11-03-1980
Three Ralphs
(from Suburban Misfits)
Three Ralphs haunt my life, each wearing a different part of me from a different part of my life.
I grew up with a boy named Ralph, a classmate through grammar school, to whom I clung later after we got ready to plunge into the real world. He and I hung out together, often setting up board games in my basement or games in his mother’s house on East. 1st Street in Clifton.
His mother hated me, and used to warn Ralph about seeing him – she claiming I was a bad influence that would steer him in the wrong direction, and admittedly, I tried my best, but he would not be moved.
My second Ralph overlapped my first a little.
People claimed we looked a lot alike, and this often led to some serious confrontations as he left a trail of heart ache and unsettled feuds his victims and enemies looked to me to settle.
Pauly’s father even tried to throw me out of his house once making the same mistake.
This Ralph wanted to be Pauly, but couldn’t get the subtle parts right.
Pauly has an air of indifference about him, and often seems crueler than he is, especially with women.
Ralph was cruel, leaving broken hearts behind him as he charged through the China shop of their lives.
Thanks to Hank, I managed to rescue one such victim after she attempted suicide over the loss of Ralph. I even spent a night with her, a tale Ralph soon learned about, and intended to get even for.
I met him earlier this year in the Suburban Tavern in Montclair where he taunted me I suppose with the intention of egging me into a fight.
Not until this fall did he nearly succeed, when Susan and I showed up at the Red Baron Tavern in Cedar Grove to see Pauly and the band, where a drunken Ralph leaned over to me and whispered in my hear about how Susan might even mistake the two of us, if he were to take her go bed.
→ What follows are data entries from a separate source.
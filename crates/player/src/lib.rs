//! Playback state machine for the MyVoice Studio client.
//!
//! Models the audio-player logic free of any UI: a queue of demo ids, the
//! current phase, shuffle/repeat flags, and the transitions driven by user
//! actions (`open`, `play`, `pause`, `seek`, `next`, `prev`) and audio
//! element events (`on_loaded_metadata`, `on_time_update`, `on_ended`).
//!
//! Phases: `Idle → Loaded → Playing ⇄ Paused`, with `Ended` only as a
//! transient outcome of a track running out while repeat is off and the
//! queue is empty of alternatives. Shuffle and repeat are independent flags,
//! not phases.

use myvoice_core::DemoId;
use rand::Rng;

/// Playback phase of the bound track.
#[derive(Clone, Copy, Debug, PartialEq, Eq)]
pub enum PlaybackPhase {
    /// No track bound.
    Idle,
    /// Track bound, not yet started (or stopped at the start).
    Loaded,
    Playing,
    Paused,
    /// Track ran out and nothing advanced (empty queue edge case).
    Ended,
}

/// The player state machine.
#[derive(Clone, Debug)]
pub struct Player {
    queue: Vec<DemoId>,
    current: Option<usize>,
    phase: PlaybackPhase,
    shuffle: bool,
    repeat: bool,
    /// Playback position in seconds.
    position: f64,
    /// Track duration in seconds, known once metadata has loaded.
    duration: Option<f64>,
}

impl Player {
    /// Create an idle player over a queue of track ids.
    pub fn new(queue: Vec<DemoId>) -> Self {
        Self {
            queue,
            current: None,
            phase: PlaybackPhase::Idle,
            shuffle: false,
            repeat: false,
            position: 0.0,
            duration: None,
        }
    }

    pub fn phase(&self) -> PlaybackPhase {
        self.phase
    }

    pub fn shuffle(&self) -> bool {
        self.shuffle
    }

    pub fn repeat(&self) -> bool {
        self.repeat
    }

    pub fn position(&self) -> f64 {
        self.position
    }

    pub fn duration(&self) -> Option<f64> {
        self.duration
    }

    /// The currently bound track id, if any.
    pub fn current_track(&self) -> Option<DemoId> {
        self.current.map(|i| self.queue[i])
    }

    /// Replace the queue, keeping the bound track when it survives.
    pub fn set_queue(&mut self, queue: Vec<DemoId>) {
        let bound = self.current_track();
        self.queue = queue;
        self.current = bound.and_then(|id| self.queue.iter().position(|t| *t == id));
        if self.current.is_none() {
            self.phase = PlaybackPhase::Idle;
            self.position = 0.0;
            self.duration = None;
        }
    }

    /// Bind a track by id. Returns false for ids not in the queue.
    ///
    /// Reopening the already-bound track is a pure UI sync: position, phase
    /// and duration are untouched, so playback never audibly restarts.
    /// Opening a different track rebinds: position zero, duration unknown,
    /// phase Loaded.
    pub fn open(&mut self, id: DemoId) -> bool {
        let Some(index) = self.queue.iter().position(|t| *t == id) else {
            return false;
        };

        if self.current == Some(index) && self.phase != PlaybackPhase::Idle {
            return true;
        }

        self.bind(index);
        true
    }

    /// Start or resume playback of the bound track.
    pub fn play(&mut self) {
        if self.current.is_some() {
            self.phase = PlaybackPhase::Playing;
        }
    }

    /// Pause playback.
    pub fn pause(&mut self) {
        if self.phase == PlaybackPhase::Playing {
            self.phase = PlaybackPhase::Paused;
        }
    }

    /// Scrub to a position in seconds. A no-op until duration is known;
    /// never changes phase.
    pub fn seek(&mut self, secs: f64) {
        if let Some(duration) = self.duration {
            self.position = secs.clamp(0.0, duration);
        }
    }

    /// Track metadata arrived: duration is now known.
    pub fn on_loaded_metadata(&mut self, duration: f64) {
        self.duration = Some(duration.max(0.0));
    }

    /// Playback clock advanced.
    pub fn on_time_update(&mut self, position: f64) {
        self.position = position.max(0.0);
    }

    /// The bound track ran out.
    ///
    /// With repeat set the same track restarts from zero and stays Playing.
    /// Otherwise the player advances per the shuffle policy and starts the
    /// next track.
    pub fn on_ended(&mut self) {
        self.on_ended_with(&mut rand::rng());
    }

    /// `on_ended` with an explicit random source.
    pub fn on_ended_with<R: Rng>(&mut self, rng: &mut R) {
        if self.repeat {
            self.position = 0.0;
            self.phase = PlaybackPhase::Playing;
            return;
        }
        self.advance_with(rng);
    }

    /// Skip to the next track per the shuffle policy and start playing.
    pub fn next(&mut self) {
        self.advance_with(&mut rand::rng());
    }

    /// `next` with an explicit random source.
    pub fn next_with<R: Rng>(&mut self, rng: &mut R) {
        self.advance_with(rng);
    }

    /// Skip to the previous track (sequential wraparound) and start playing.
    pub fn prev(&mut self) {
        if self.queue.is_empty() {
            return;
        }
        let index = match self.current {
            Some(current) => (current + self.queue.len() - 1) % self.queue.len(),
            None => 0,
        };
        self.bind(index);
        self.phase = PlaybackPhase::Playing;
    }

    pub fn toggle_shuffle(&mut self) {
        self.shuffle = !self.shuffle;
    }

    pub fn toggle_repeat(&mut self) {
        self.repeat = !self.repeat;
    }

    fn advance_with<R: Rng>(&mut self, rng: &mut R) {
        if self.queue.is_empty() {
            self.phase = PlaybackPhase::Ended;
            return;
        }
        let index = match self.current {
            Some(current) if self.shuffle => {
                random_index_excluding(rng, current, self.queue.len())
            }
            Some(current) => (current + 1) % self.queue.len(),
            None => 0,
        };
        self.bind(index);
        self.phase = PlaybackPhase::Playing;
    }

    fn bind(&mut self, index: usize) {
        self.current = Some(index);
        self.position = 0.0;
        self.duration = None;
        self.phase = PlaybackPhase::Loaded;
    }
}

/// Uniform random index in `0..len`, never equal to `exclude` when there is
/// more than one choice.
pub fn random_index_excluding<R: Rng>(rng: &mut R, exclude: usize, len: usize) -> usize {
    if len <= 1 {
        return 0;
    }
    let mut index = exclude;
    while index == exclude {
        index = rng.random_range(0..len);
    }
    index
}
Garrick grabbed me before I could grab Ralph’s throat.
Over the last months or so, Susan and I have become strangers, and yet another Ralph has come into our lives, making less gross overtures to Susan she is tempted to accept.
On one occasion, this character from her college graduating class asked her to take a ride with him on his motorcycle, and I saw the pain in her eyes when she told him, “I can’t.”
Yesterday, I intended to spend the day with Susan in an attempt to rebuild some of the bridges the last month seems to have cast down.
She refused, saying she had things to do, and then as an afterthought, asked me to come over to her parent’s house for super at five.
I showed up at four, lonely and cold after having waiting out even more time in the park.
Her book sat on the porch open but abandoned. I presumed she was upstairs checking on something and would soon return.
Then I saw her father and he said she had taken off with Ralph.
Pain and jealousy erupted in me though I tried my best to keep her father from seeing it, and hurried away to seek the protection of my own apartment in Passaic.
I know things are over between us – even though I’m not yet sure of when we will actually call it over.
Susan called later and said she had had dinner with Ralph – though I thought I heard more than dinner in his voice.
I yelled; Susan cried. I wanted to end it all then and there, but foolishly did not.
Even empty gestures are better than feeling utterly hollow, I thought.
But I know going on will be like walking on hot coals, each step drawing up more and more intense pain, and leaving scars inside both of us neither of us will be able to hide in the future.
And I blame Ralph; only, I’m not sure which Ralph I’m blaming.